WebHDFS doesn't seem to be the only problematic implementation.

Reproduction

See above

Error

No response

Versions

Version: 2.4.2 API version: 0.8.0 Python version: 3.10.4 Git commit: 65807e84 Built: Fri, Sep 23, 2022 10:43 AM OS/Arch: win32/AMD64 Profile: default Server type: ephemeral Server: Database: sqlite SQLite version: 3.37.2

Additional context

No response

hateyouinfinity commented 1 year ago

Looking at the docstring of fsspec.implementations.smb.SMBFileSystem (link), I noticed it talks about using the class via fsspec.core.open(URI), in which case URI must contain a netloc. fsspec.core.open calls fsspec.core.open_files, which calls fsspec.core.get_fs_token_paths.

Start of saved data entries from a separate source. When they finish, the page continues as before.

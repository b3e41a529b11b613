//! bcrypt password hashing.

use crate::config::{DEFAULT_BCRYPT_COST, MAX_BCRYPT_COST, MIN_BCRYPT_COST};
use crate::domain::password::{check_plaintext, PasswordError, PasswordHasher};

/// bcrypt implementation of [`PasswordHasher`].
#[derive(Debug, Clone)]
pub struct BcryptHasher {
    cost: u32,
}

impl BcryptHasher {
    /// Create a hasher; a cost outside 4..=31 falls back to the default.
    pub fn new(cost: u32) -> Self {
        let cost = if (MIN_BCRYPT_COST..=MAX_BCRYPT_COST).contains(&cost) {
            cost
        } else {
            tracing::warn!(
                cost,
                default = DEFAULT_BCRYPT_COST,
                "bcrypt cost out of range, using default"
            );
            DEFAULT_BCRYPT_COST
        };

        Self { cost }
    }

    pub fn cost(&self) -> u32 {
        self.cost
    }
}

impl Default for BcryptHasher {
    fn default() -> Self {
        Self::new(DEFAULT_BCRYPT_COST)
    }
}

impl PasswordHasher for BcryptHasher {
    fn hash(&self, plain: &str) -> Result<String, PasswordError> {
        check_plaintext(plain)?;
        bcrypt::hash(plain, self.cost).map_err(|e| PasswordError::Hash(e.to_string()))
    }

    fn verify(&self, hash: &str, plain: &str) -> Result<(), PasswordError> {
        if hash.is_empty() {
            return Err(PasswordError::HashEmpty);
        }
        check_plaintext(plain)?;

        match bcrypt::verify(plain, hash) {
            Ok(true) => Ok(()),
            Ok(false) => Err(PasswordError::Mismatch),
            Err(e) => Err(PasswordError::Verification(e.to_string())),
        }
    }
}

#[cfg(test)]
mod tests {
    use super::*;

    fn fast() -> BcryptHasher {
        BcryptHasher::new(MIN_BCRYPT_COST)
    }

    #[test]
    fn test_hash_and_verify() {
        let hasher = fast();
        for plain in ["a", "SecurePass123!", &"x".repeat(72)] {
            let hash = hasher.hash(plain).unwrap();
            assert_ne!(hash, plain);
            assert!(hasher.verify(&hash, plain).is_ok());
        }
    }

    #[test]
    fn test_mismatch_is_distinct() {
        let hasher = fast();
        let hash = hasher.hash("Correct#Horse1").unwrap();
        assert_eq!(
            hasher.verify(&hash, "Wrong#Horse1"),
            Err(PasswordError::Mismatch)
        );
    }

    #[test]
    fn test_corrupt_hash_is_verification_error() {
        let result = fast().verify("not-a-bcrypt-hash", "whatever");
        assert!(matches!(result, Err(PasswordError::Verification(_))));
    }

    #[test]
    fn test_empty_inputs() {
        let hasher = fast();
        assert_eq!(hasher.hash(""), Err(PasswordError::EmptyPassword));
        assert_eq!(hasher.verify("", "secret"), Err(PasswordError::HashEmpty));
    }

    #[test]
    fn test_too_long_rejected() {
        assert_eq!(
            fast().hash(&"x".repeat(73)),
            Err(PasswordError::PasswordTooLong)
        );
    }

    #[test]
    fn test_cost_clamped() {
        assert_eq!(BcryptHasher::new(2).cost(), DEFAULT_BCRYPT_COST);
        assert_eq!(BcryptHasher::new(40).cost(), DEFAULT_BCRYPT_COST);
        assert_eq!(BcryptHasher::new(10).cost(), 10);
    }

    #[test]
    fn test_salted() {
        let hasher = fast();
        let first = hasher.hash("SamePassword1!").unwrap();
        let second = hasher.hash("SamePassword1!").unwrap();
        assert_ne!(first, second);
    }
}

get_fs_token_paths does roughly the following (link):


Contrast example below with OP.

docker run --name sftp -p 2222:22 -d atmoz/sftp foo:pass:::upload
from fsspec.core import get_fs_token_paths
from fsspec.core import open as fsopen

fs, token, filepath = get_fs_token_paths("sftp://foo:pass@localhost:2222/upload/filename")
print(fs.host, fs.ssh_kwargs, filepath)
# localhost {'port': 2222, 'username': 'foo', 'password': 'pass'} ['/upload/filename']

with fsopen(filepath[0], "wb") as f:
    f.write(b"Bye!")

print(fs.ls('.'))
# ['./upload']

print(fs.ls('./upload'))
# ['./upload/filename']

print(fs.cat("./upload/filename"))
# b'test'

I reckon fsspec implementations fall into two groups:

  1. Implementations in the first group do their own (seemingly idempotent) preprocessing in makedirs and treat first non-scheme segment of _strip_protocol's input as part of the filepath.
  2. Implementations in the second group expect external preprocessing to be done before makedirs is called and treat first non-scheme segment of _strip_protocol's input as a netloc.

prefect.filesystems.RemoteFileSystem assumes that all implementations fall into the first group, leading to the above described problems.